I magistrati? Piangono, strillano. E ottengono

“Il pianto frutta”: nessuno meglio dei magistrati italiani sa mettere in pratica questo antico modo di dire della saggezza popolare. Frignano per poi piangere fino a singhiozzare perché con la legge appena approvata sulla responsabilità civile, le toghe nostrane ritengono di non essere più indipendenti, di essere sottoposte a continui ricatti e costrette ad autocontenersi per il timore di essere chiamate in causa.

 

La verità è che hanno ottenuto il massimo che potevano dopo 28 anni di tradimento del voto popolare espresso a grandissima maggioranza nel referendum promosso dai radicali e dopo che, nel 2011, la Corte di Giustizia Europea aveva condannato l’Italia per i limiti posti alla responsabilità civile dei giudici nell’applicazione del diritto europeo.

 

Oggi al Governo e in Parlamento sono tutti protesi a rassicurare i magistrati che strillano e battono i piedi minacciando sfracelli. Da una parte il Parlamento è arrivato ad appiccicare alla legge una relazione d’accompagnamento in cui si spiega che per “negligenza inescusabile” si intende un travisamento “macroscopico ed evidente” dei fatti; dall’altra il Governo che, con il ministro della Giustizia, s’inventa il “tagliando”, affermando di essere pronto a cambiare la legge entro sei mesi se ci saranno abusi.
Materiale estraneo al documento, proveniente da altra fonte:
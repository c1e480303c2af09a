//! Fetch paths for cache misses: one batched call, or one concurrent call per keyword.

use super::{unavailable_topic, TrendingOrchestrator};
use crate::error::TrendError;
use crate::repair::fallback_topic;
use crate::search::prompts::{batch_prompt, keyword_prompt};
use crate::types::{CacheRecord, KeywordRequest, Topic, TrendingResult};
use futures::future::join_all;
use log::{debug, info, warn};
use std::collections::HashMap;
use std::time::Duration;

/// Per-keyword result of the FETCHING state.
#[derive(Debug)]
pub(super) enum KeywordOutcome {
    Resolved(Vec<Topic>),
    /// A response arrived but no repair strategy produced a valid topic.
    Unparseable,
    Failed(TrendError),
}

impl TrendingOrchestrator {
    /// Fetches every request, writes resolved results to the cache and returns one result per
    /// request, in request order. Fallback results are never cached.
    pub(super) async fn fetch_and_store(&self, requests: &[KeywordRequest]) -> Vec<TrendingResult> {
        if requests.is_empty() {
            return Vec::new();
        }

        let outcomes = if requests.len() > 1 && self.selector.should_batch(requests) {
            match self.fetch_batch(requests).await {
                Some(per_keyword) => per_keyword.into_iter().map(KeywordOutcome::Resolved).collect(),
                None => {
                    info!(
                        "Batch discarded, falling back to {} individual calls",
                        requests.len()
                    );
                    self.fetch_individual(requests).await
                }
            }
        } else {
            self.fetch_individual(requests).await
        };

        let mut results = Vec::with_capacity(requests.len());
        let mut records = Vec::new();
        let mut ttl_by_key = HashMap::new();
        for (request, outcome) in requests.iter().zip(outcomes) {
            let keyword = request.keyword();
            let result = match outcome {
                KeywordOutcome::Resolved(topics) => {
                    let result = TrendingResult::fresh(keyword, topics);
                    let key = self.key_for(keyword);
                    let ttl = self.retention.ttl_seconds(request.retention());
                    records.push((key.clone(), CacheRecord::new(result.clone(), ttl)));
                    ttl_by_key.insert(key, ttl);
                    result
                }
                KeywordOutcome::Unparseable => {
                    TrendingResult::fresh(keyword, vec![fallback_topic(keyword)])
                }
                KeywordOutcome::Failed(e) => {
                    warn!("Serving fallback for '{}': {} ({:?})", keyword, e, e.categorize());
                    TrendingResult::fresh(keyword, vec![unavailable_topic(keyword)])
                }
            };
            results.push(result);
        }

        self.store_results(records, ttl_by_key).await;
        results
    }

    /// Writes run on their own task so they finish even if the caller is cancelled.
    async fn store_results(&self, records: Vec<(String, CacheRecord)>, ttl_by_key: HashMap<String, u64>) {
        if records.is_empty() {
            return;
        }
        let cache = self.cache.clone();
        let count = records.len();
        let writes = tokio::spawn(async move { cache.set_multiple(&records, &ttl_by_key).await });
        match writes.await {
            Ok(()) => debug!("Stored {} fresh results", count),
            Err(e) => warn!("Cache write task failed: {}", e),
        }
    }

    /// One call for every keyword. `None` means the whole batch must be fetched individually.
    async fn fetch_batch(&self, requests: &[KeywordRequest]) -> Option<Vec<Vec<Topic>>> {
        let prompt = batch_prompt(requests);
        let timeout = self.config.batch_timeout();
        info!("Fetching {} keywords in one batched call", requests.len());
        let raw = match self.call_search(&prompt, timeout).await {
            Ok(raw) => raw,
            Err(e) => {
                warn!("Batch search call failed: {}", e);
                return None;
            }
        };
        self.pipeline.parse_batch(&raw, requests)
    }

    /// One concurrent call per keyword; a failure only affects its own keyword.
    async fn fetch_individual(&self, requests: &[KeywordRequest]) -> Vec<KeywordOutcome> {
        info!("Fetching {} keywords individually", requests.len());
        join_all(requests.iter().map(|request| self.fetch_one(request))).await
    }

    async fn fetch_one(&self, request: &KeywordRequest) -> KeywordOutcome {
        let prompt = keyword_prompt(request.keyword(), request.max_results());
        match self.call_search(&prompt, self.config.keyword_timeout()).await {
            Ok(raw) => {
                let topics = self
                    .pipeline
                    .parse(&raw, request.keyword(), request.max_results());
                if topics.is_empty() {
                    KeywordOutcome::Unparseable
                } else {
                    KeywordOutcome::Resolved(topics)
                }
            }
            Err(e) => KeywordOutcome::Failed(e),
        }
    }

    /// Search call bounded by `timeout` regardless of how the client honours it.
    async fn call_search(&self, prompt: &str, timeout: Duration) -> Result<String, TrendError> {
        let call = self.search.fetch(prompt, &self.config.search_model, timeout);
        match tokio::time::timeout(timeout, call).await {
            Ok(result) => result,
            Err(_) => Err(TrendError::Timeout(format!(
                "no response within {}ms",
                timeout.as_millis()
            ))),
        }
    }
}

#[cfg(test)]
mod tests {
    use super::*;
    use crate::cache::MemoryKeyStore;
    use crate::config::Config;
    use crate::testing::{batch_json, ScriptedReply, ScriptedSearchClient};
    use std::sync::Arc;

    fn orchestrator(config: Config, search: Arc<ScriptedSearchClient>) -> TrendingOrchestrator {
        TrendingOrchestrator::new(Arc::new(config), Arc::new(MemoryKeyStore::new()), search)
    }

    fn requests(keywords: &[&str], max_results: usize) -> Vec<KeywordRequest> {
        keywords
            .iter()
            .map(|k| KeywordRequest::new(k, max_results, None).unwrap())
            .collect()
    }

    #[tokio::test]
    async fn small_miss_set_uses_one_batch_call() {
        let search = Arc::new(ScriptedSearchClient::new());
        let orch = orchestrator(Config::test_default(), search.clone());
        let results = orch.fetch_and_store(&requests(&["rust", "go"], 2)).await;
        assert_eq!(search.batch_calls(), 1);
        assert_eq!(search.keyword_calls(), 0);
        assert_eq!(results[1].keyword, "go");
        assert_eq!(results[1].topics.len(), 2);
    }

    #[tokio::test]
    async fn single_miss_is_fetched_individually() {
        let search = Arc::new(ScriptedSearchClient::new());
        let orch = orchestrator(Config::test_default(), search.clone());
        orch.fetch_and_store(&requests(&["rust"], 2)).await;
        assert_eq!((search.batch_calls(), search.keyword_calls()), (0, 1));
    }

    #[tokio::test]
    async fn invalid_batch_element_costs_one_plus_n_calls() {
        let raw = r#"[{"keyword":"rust","topics":[{"title":"Rust headline one","summary":"A summary long enough to pass."}]},{"keyword":"go"}]"#;
        let search =
            Arc::new(ScriptedSearchClient::new().with_batch(ScriptedReply::Text(raw.to_string())));
        let orch = orchestrator(Config::test_default(), search.clone());
        let results = orch.fetch_and_store(&requests(&["rust", "go", "zig"], 2)).await;
        assert_eq!(search.batch_calls(), 1);
        assert_eq!(search.keyword_calls(), 3);
        assert!(results.iter().all(|r| r.topics.len() == 2));
    }

    #[tokio::test]
    async fn batch_timeout_falls_back_to_individual() {
        let search = Arc::new(ScriptedSearchClient::new().with_batch(ScriptedReply::Hang));
        let mut config = Config::test_default();
        config.batch_timeout_ms = 50;
        let orch = orchestrator(config, search.clone());
        let results = orch.fetch_and_store(&requests(&["rust", "go"], 1)).await;
        assert_eq!(search.keyword_calls(), 2);
        assert_eq!(results[0].topics.len(), 1);
    }

    #[tokio::test]
    async fn batch_with_reordered_elements_maps_by_keyword() {
        let raw = batch_json(&[("go", 2), ("rust", 2)]);
        let search = Arc::new(ScriptedSearchClient::new().with_batch(ScriptedReply::Text(raw)));
        let orch = orchestrator(Config::test_default(), search.clone());
        let results = orch.fetch_and_store(&requests(&["rust", "go"], 2)).await;
        assert!(results[0].topics[0].title.starts_with("rust"));
        assert!(results[1].topics[0].title.starts_with("go"));
        assert_eq!(search.keyword_calls(), 0);
    }

    #[tokio::test]
    async fn slow_keyword_does_not_delay_siblings() {
        let search = Arc::new(
            ScriptedSearchClient::new()
                .with_keyword("slow", ScriptedReply::Hang)
                .with_keyword(
                    "late",
                    ScriptedReply::Delayed(
                        Duration::from_millis(20),
                        crate::testing::topics_json("late", 1),
                    ),
                ),
        );
        let mut config = Config::test_default();
        config.keyword_timeout_ms = 200;
        config.batch_max_keywords = 1;
        let orch = orchestrator(config, search.clone());

        let started = std::time::Instant::now();
        let results = orch
            .fetch_and_store(&requests(&["slow", "late", "fast"], 1))
            .await;
        assert!(started.elapsed() < Duration::from_secs(2));
        assert_eq!(results[0].topics, vec![unavailable_topic("slow")]);
        assert_eq!(results[1].topics[0].title, "late headline 1");
        assert_eq!(results[2].topics.len(), 1);

        // only the two resolved keywords were cached
        assert_eq!(orch.cache_info().await.len(), 2);
    }
}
Ma quali abusi si possono temere se saranno giudici a giudicare altri giudici?

 

In realtà, già quando fu promosso quel referendum, insieme al compianto Enzo Tortora, i radicali avevano ammonito che occorreva urgentemente affrontare le questioni della separazione delle carriere, degli incarichi extragiudiziari, dei distacchi dei magistrati nell’amministrazione pubblica, dell’automaticità delle carriere, del principio (falso perché impossibile da attuare) dell’obbligatorietà dell’azione penale, della correntocrazia nel Csm, insomma, una riforma organica della Giustizia che affermasse concretamente la separazione dei poteri legislativo, esecutivo e giudiziario. Oggi, con oltre cento magistrati distaccati presso gli uffici legislativi dei ministeri, c’è poco da stare tranquilli: c’è sempre una manina pronta a pinzare alle leggi l’interpretazione autentica, oppure un’intimidazione per la quale l’esecutivo si ritiene costretto a promettere revisioni nel caso in cui gli effetti delle leggi non assicurino, come è stato fino ad oggi, l’impunità delle toghe, i loro privilegi, le loro carriere.

 

Grande assente da questo film – e ho motivo di dubitare che entrerà in scena – è l’illegalità palese dell’amministrazione della Giustizia che colpisce, come denunciava il Commissario per i diritti umani Alvaro Gil-Robles 10 anni fa, il 30 per cento della popolazione italiana per tempi irragionevoli trascorsi in attesa di una decisione giudiziaria, in violazione dell’articolo 6 della Convenzione europea dei diritti dell’uomo; Convenzione che, secondo il Comitato dei Ministri del Consiglio d’Europa viene sistematicamente violata dall’Italia fin dal 1980.

 

Noi che la lotta per la responsabilità civile dei magistrati l’abbiamo per anni fatta-vissuta-vinta assieme ad Enzo Tortora con il calvario che quest’uomo perbene ha dovuto subire, siamo raggiunti da un’infinita tristezza quando vediamo che Renzi twitta esultante la foto di Tortora e tutti i media lo ritwittano raggianti. Quando nell’83 abbiamo sposato la causa di Tortora l’abbiamo fatto contro tutto e tutti perché era unanime il coro che definiva Enzo un camorrista, “cinico mercante di morte”. Non c’è da meravigliarsi, dunque, se oggi – pressoché isolati – Marco Pannella e i radicali fanno proprio, nell’impegno politico quotidiano, il messaggio che il Presidente Emerito Napolitano ha inviato al Parlamento nell’ottobre del 2013 sulle infami carceri e sulla débâcle della giustizia italiana: non siamo bizzarri oggi, così come non lo eravamo più trent’anni fa al fianco di Enzo Tortora.

 

Mi auguro che questa volta ci si aiuti ad aiutare il Paese e coloro che abitano il nostro territorio a non subire per troppo tempo ancora le conseguenze di una democrazia perennemente tradita nei suoi connotati costituzionali.